The Biden administration has committed the U.S. to an ambitious net-zero emissions climate plan that will require every sector of the economy to evaluate its respective contribution to emissions if we are to hit the targets.
The health sector is no different, as one of the largest contributors to the world’s carbon footprint, accounting for nearly 5% of global net emissions. If the healthcare sector were a country it would be the fifth largest emitter in the world.
Some examples of environmental impact by the health sector include anesthetic gases and inhaler propellants, pharmaceutical packaging, and disposal of medical waste and equipment. But one solution that could make a significant difference involves the prescribing information given to prescribers and pharmacists. A simple change now could save millions of trees every year and enough energy to power thousands of homes.
Prescribers need access to comprehensive, up-to-date technical information on the safe and effective use of medicines. This is provided in the prescribing information, which is 30 pages of printed paper on average. In 2014, the FDA recommended that electronic distribution of prescribing information should be the default method for the safe and effective use of prescription drugs, with paper versions only used when necessary.
Practitioners agree. Almost all access prescribing information from the NIH DailyMed website, where they receive real-time updates provided by the FDA. This reflects a paradigm shift toward digital prescriptions — 99% of U.S. pharmacies now use e-prescribing.
And yet, in the U.S. it remains mandatory to provide a printed copy of the prescribing information with every prescription, as Congress continues to block progress on this outdated practice. That’s more than 100 billion pages of paper every year. Pages that are often out-of-date and read by very few. Pages that rarely even reach the prescriber because they are discarded when prescriptions are re-packaged at the wholesaler or pharmacy level.

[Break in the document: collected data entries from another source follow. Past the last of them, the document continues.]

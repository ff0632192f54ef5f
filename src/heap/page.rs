use crate::heap::node::{HeapNode, NodeLayout};
use crate::heap::order::PriorityOrder;

/// One fixed-size sub-heap buffer. Slots are 1-indexed; slot 1 is the page
/// root. A buffer shorter than the full page size (a short read at the end
/// of the pages file) reads as empty slots and grows on first write.
pub struct Page {
    number: u64,
    layout: NodeLayout,
    data: Vec<u8>,
}

impl Page {
    pub fn new(number: u64, layout: NodeLayout, data: Vec<u8>) -> Page {
        Page {
            number,
            layout,
            data,
        }
    }

    pub fn number(&self) -> u64 {
        self.number
    }

    pub fn data(&self) -> &[u8] {
        &self.data
    }

    fn offset(&self, slot: u64) -> usize {
        (slot as usize - 1) * self.layout.node_size()
    }

    pub fn node_at(&self, slot: u64) -> HeapNode {
        let start = self.offset(slot);
        if start >= self.data.len() {
            return HeapNode::EMPTY;
        }
        let end = (start + self.layout.node_size()).min(self.data.len());
        HeapNode::decode(&self.data[start..end], &self.layout)
    }

    pub fn priority_at(&self, slot: u64) -> u64 {
        self.node_at(slot).priority
    }

    pub fn set_node(&mut self, slot: u64, node: &HeapNode) {
        let start = self.offset(slot);
        let bytes = node.encode(&self.layout);
        if self.data.len() < start + bytes.len() {
            self.data.resize(start + bytes.len(), 0);
        }
        self.data[start..start + bytes.len()].copy_from_slice(&bytes);
    }

    pub fn set_cursor(&mut self, slot: u64, cursor: u64) {
        let mut node = self.node_at(slot);
        node.cursor = cursor;
        self.set_node(slot, &node);
    }

    pub fn zero_slot(&mut self, slot: u64) {
        self.set_node(slot, &HeapNode::EMPTY);
    }

    /// The canonical `N`-byte image of one slot.
    pub fn slot_bytes(&self, slot: u64) -> Vec<u8> {
        self.node_at(slot).encode(&self.layout)
    }

    pub fn swap_slots(&mut self, a: u64, b: u64) {
        let node_a = self.node_at(a);
        let node_b = self.node_at(b);
        self.set_node(a, &node_b);
        self.set_node(b, &node_a);
    }

    /// Sift the value at `slot` toward the page root. Returns true iff the
    /// value ended at slot 1, in which case the caller must carry the
    /// ascent on into the parent page.
    pub fn sift_up(&mut self, slot: u64, order: &impl PriorityOrder) -> bool {
        let mut child = slot;
        while child > 1 {
            let parent = child / 2;
            if order.precedes(self.priority_at(child), self.priority_at(parent)) {
                self.swap_slots(child, parent);
            } else {
                return false;
            }
            child = parent;
        }
        true
    }

    /// Sift the page root down. Slots in the last layer have no in-page
    /// children, so the walk stops there. Returns whether it reached the
    /// last layer (the sink then continues in the child page below the
    /// stop slot) and the slot the value stopped at.
    pub fn sift_down(&mut self, order: &impl PriorityOrder, last_layer_nodes: u64) -> (bool, u64) {
        let mut parent = 1u64;
        while parent < last_layer_nodes {
            let left = parent * 2;
            let right = left + 1;
            let parent_priority = self.priority_at(parent);
            let left_priority = self.priority_at(left);
            let right_priority = self.priority_at(right);

            // priority 0 means the child slot is empty
            if left_priority == 0 && right_priority == 0 {
                return (false, parent);
            }
            if right_priority == 0 {
                if order.precedes(parent_priority, left_priority) {
                    return (false, parent);
                }
                self.swap_slots(parent, left);
                return (false, left);
            }
            if order.precedes(parent_priority, left_priority)
                && order.precedes(parent_priority, right_priority)
            {
                return (false, parent);
            }
            if order.precedes(left_priority, right_priority) {
                self.swap_slots(parent, left);
                parent = left;
            } else {
                self.swap_slots(parent, right);
                parent = right;
            }
        }
        (true, parent)
    }
}

#[cfg(test)]
mod tests {
    use super::*;
    use crate::heap::order::MaxFirst;

    fn empty_page() -> Page {
        // height-3 page: 7 slots
        Page::new(1, NodeLayout::default(), vec![0u8; 7 * 16])
    }

    #[test]
    fn set_and_read_back() {
        let mut page = empty_page();
        page.set_node(3, &HeapNode::new(9, 4));
        assert_eq!(page.node_at(3), HeapNode::new(9, 4));
        assert!(page.node_at(2).is_empty());
        page.zero_slot(3);
        assert!(page.node_at(3).is_empty());
    }

    #[test]
    fn short_buffer_reads_empty_and_grows_on_write() {
        let mut page = Page::new(1, NodeLayout::default(), Vec::new());
        assert!(page.node_at(5).is_empty());
        page.set_node(2, &HeapNode::new(3, 0));
        assert_eq!(page.node_at(2), HeapNode::new(3, 0));
        assert_eq!(page.data().len(), 2 * 16);
    }

    #[test]
    fn sift_up_stops_below_a_bigger_parent() {
        let mut page = empty_page();
        page.set_node(1, &HeapNode::new(10, 0));
        page.set_node(2, &HeapNode::new(5, 0));
        page.set_node(4, &HeapNode::new(7, 0));
        assert!(!page.sift_up(4, &MaxFirst));
        assert_eq!(page.priority_at(2), 7);
        assert_eq!(page.priority_at(4), 5);
        assert_eq!(page.priority_at(1), 10);
    }

    #[test]
    fn sift_up_reaching_the_root_reports_it() {
        let mut page = empty_page();
        page.set_node(1, &HeapNode::new(4, 0));
        page.set_node(2, &HeapNode::new(3, 0));
        page.set_node(4, &HeapNode::new(9, 1));
        assert!(page.sift_up(4, &MaxFirst));
        assert_eq!(page.node_at(1), HeapNode::new(9, 1));
    }

    #[test]
    fn sift_up_keeps_the_parent_on_a_tie() {
        let mut page = empty_page();
        page.set_node(1, &HeapNode::new(6, 0));
        page.set_node(2, &HeapNode::new(6, 1));
        assert!(!page.sift_up(2, &MaxFirst));
        assert_eq!(page.node_at(1), HeapNode::new(6, 0));
    }

    #[test]
    fn sift_down_stops_on_empty_children() {
        let mut page = empty_page();
        page.set_node(1, &HeapNode::new(2, 0));
        assert_eq!(page.sift_down(&MaxFirst, 4), (false, 1));
    }

    #[test]
    fn sift_down_single_left_child() {
        let mut page = empty_page();
        page.set_node(1, &HeapNode::new(2, 0));
        page.set_node(2, &HeapNode::new(8, 0));
        assert_eq!(page.sift_down(&MaxFirst, 4), (false, 2));
        assert_eq!(page.priority_at(1), 8);
        assert_eq!(page.priority_at(2), 2);
    }

    #[test]
    fn sift_down_prefers_the_right_child_on_a_tie() {
        let mut page = empty_page();
        page.set_node(1, &HeapNode::new(1, 0));
        page.set_node(2, &HeapNode::new(7, 10));
        page.set_node(3, &HeapNode::new(7, 20));
        let (continues, stop) = page.sift_down(&MaxFirst, 4);
        assert!(!continues);
        assert_eq!(stop, 3);
        assert_eq!(page.node_at(1), HeapNode::new(7, 20));
        assert_eq!(page.node_at(3), HeapNode::new(1, 0));
    }

    #[test]
    fn sift_down_reaching_the_last_layer_continues() {
        let mut page = empty_page();
        page.set_node(1, &HeapNode::new(1, 0));
        page.set_node(2, &HeapNode::new(9, 0));
        page.set_node(3, &HeapNode::new(2, 0));
        page.set_node(4, &HeapNode::new(8, 0));
        page.set_node(5, &HeapNode::new(3, 0));
        let (continues, stop) = page.sift_down(&MaxFirst, 4);
        assert!(continues);
        assert_eq!(stop, 4);
        assert_eq!(page.priority_at(1), 9);
        assert_eq!(page.priority_at(2), 8);
        assert_eq!(page.priority_at(4), 1);
    }
}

We must — and can — stop this huge, unnecessary waste of precious natural resources, and the devastating impact that such waste has on our climate.
Making the change is straightforward because the drug manufacturers, prescribers, and regulators have already shifted to using online information. To realize this substantial decarbonization impact we need to take three simple steps.
First, Congress must remove its outdated objection to the FDA implementing its recommendation to make electronic prescribing information the default and paper versions the exception. Congress is failing in its duty to serve the people, the patient, the practitioner, and the planet.
Second, when Congress allows, all prescribers should be notified when the change will come into force and should be offered someone to contact if withdrawal of paper versions would be difficult. Ideally, we would ensure all practitioners have reliable internet access; but other accommodations, including providing paper prescribing information just to those who need or want it, would stop the production and waste of huge quantities of paper.
Third, we will need a back-up system for times when the digital information is not accessible — temporarily or typically — starting with a universal number to call.
All this could be quickly achieved as soon as we commit to decarbonization and to saving, not squandering, natural capital.
An ambitious decarbonization target has been set, and while it is easy to become daunted by the task or to believe only complex innovations will be successful, we should not overlook the prosaic, impactful solutions hidden in plain sight. We must see them and act upon them. Helen Keller, one of healthcare’s most inspirational changemakers said it well:
“I long to accomplish a great and noble task, but it is my chief duty to accomplish small tasks as if they were great and noble.”
The decarbonization of healthcare will depend on accomplishing the small tasks, and completing the change to electronic prescribing information is a small change with a great impact. It’s time.